De acordo com editorial da Nature, a epidemia de Zika vírus pode não ser a única responsável pelos números alarmantes de bebês com microcefalia que nasceram no Brasil nos últimos meses. Em matéria assinada por Declan Butler, o periódico relata que pesquisadores ligados ao Ministério da Saúde estão unindo esforços com Oliver Brady (epidemiologista da London School of Hygiene & Tropical Medicine) e Simon Hay (diretor de ciência geospacial do Institute for Health Metrics and Evaluation de Seattle) para tentar desvendar porque o número de bebês com microcefalia alcançou taxas tão elevadas somente na região Nordeste no Brasil, apesar do número de pessoas infectadas ser bem distribuído no país inteiro. A grande pergunta é que outros fatores ambientais, sócio-econômicos ou biológicos podem estar atuando em conjunto com o Zika vírus para desencadear a microcefalia. Sabendo-se disso, pode-se atuar de maneira mais efetiva para reduzir o sofrimento indescritível que está acometendo um grande número de famílias nos estados do nordeste brasileiro.
Dentre as hipóteses levantadas e em fase de teste inicial ou re-análise, está o fato de que a maioria das mulheres que deram à luz crianças com microcefalia é jovem, solteira, pobre e vivendo ou em cidades pequenas ou nas periferias das grandes cidades. Ou seja, talvez o problema seja a velha mazela brasileira da falta de acesso a um acompanhamento pré-natal decente. Outra hipótese aventada é a de que haja uma interação entre Zika e outros vírus, com dengue e chikungunya. Em um artigo publicado recentemente, alguns pesquisadores notaram que há uma correlação entre baixas taxas de imunização contra febre amarela e prevalência de microcefalia. A explicação possível para esta correlação é que ambos os vírus são da mesma família viral, e que assim uma vacinação contra febre amarela poderia conferir alguma proteção extra contra o Zika.

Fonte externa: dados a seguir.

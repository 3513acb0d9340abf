//! Shape capability set (§3 Surface point / Ray, §6 capability sets):
//! everything the accelerator and integrator need from a piece of geometry,
//! decoupled from how it's parameterized.

use crate::geometry::bounds::Bounds3;
use crate::geometry::{Ray, Transform};
use crate::interaction::{SurfaceHit, SurfaceInteraction};
use crate::{Float, Point2f};

pub mod sphere;
pub mod triangle;

pub trait Shape: Sync + Send {
    fn object_bound(&self) -> Bounds3<Float>;

    fn object_to_world(&self) -> &Transform;
    fn world_to_object(&self) -> &Transform;
    fn reverse_orientation(&self) -> bool;

    fn world_bound(&self) -> Bounds3<Float> {
        let b = self.object_bound();
        let t = self.object_to_world();
        let corners = [
            Point2f::new(b.min.x, b.min.y),
            Point2f::new(b.max.x, b.min.y),
            Point2f::new(b.min.x, b.max.y),
            Point2f::new(b.max.x, b.max.y),
        ];
        let mut result = Bounds3::empty();
        for xy in &corners {
            for z in [b.min.z, b.max.z] {
                let p = crate::Point3f::new(xy.x, xy.y, z);
                result = result.union_point(t.transform(p));
            }
        }
        result
    }

    fn area(&self) -> Float;

    /// Returns the ray parameter of the closest hit and the interaction at
    /// that point, both already in world space.
    fn intersect(&self, ray: &Ray) -> Option<(Float, SurfaceInteraction)>;

    fn intersect_test(&self, ray: &Ray) -> bool {
        self.intersect(ray).is_some()
    }

    /// Samples a point on the shape's surface, used by area lights.
    fn sample(&self, u: Point2f) -> SurfaceHit;

    fn pdf(&self) -> Float {
        1.0 / self.area()
    }
}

Uma terceira hipótese foi levantada pela Drª Adriana Melo, nada menos do que a primeira médica a estabelecer um link forte entre microcefalia e Zika. Ela e um grupo de pesquisadores da UFRJ encontraram amostras de proteína do vírus da diarréia viral bovina (BVDV em inglês) no tecido cerebral de três fetos com microcefalia. Este vírus é bastante conhecido no meio veterinário por causar defeitos congênitos em bezerros, mas nunca se soube que infectasse humanos. Os pesquisadores sugerem que a presença do Zika pode facilitar uma infecção pelo BVDV. Tudo seria lindo se os mesmos cientistas não sugerissem também que os achados podem ser originados de amostras contaminadas.
Na verdade até agora não há nada de concreto exceto uma boa vontade fora do comum para tentar achar as causas desta tragédia humana sem precedentes. Ainda mais vindo de um país que historicamente odeia ciência e mais historicamente ainda se importa muito pouco com pessoas pobres vindas de regiões vistas somente como fontes de votos a cada quatro anos. Só nos resta torcer para que esta empreitada seja proveitosa e que em um futuro próximo mulheres em idade fértil com o lindo sonho de serem mães não precisem mais ouvir de autoridades ligadas à saúde no Brasil que não engravidar é uma das melhores formas de prevenção dos efeitos do Zika.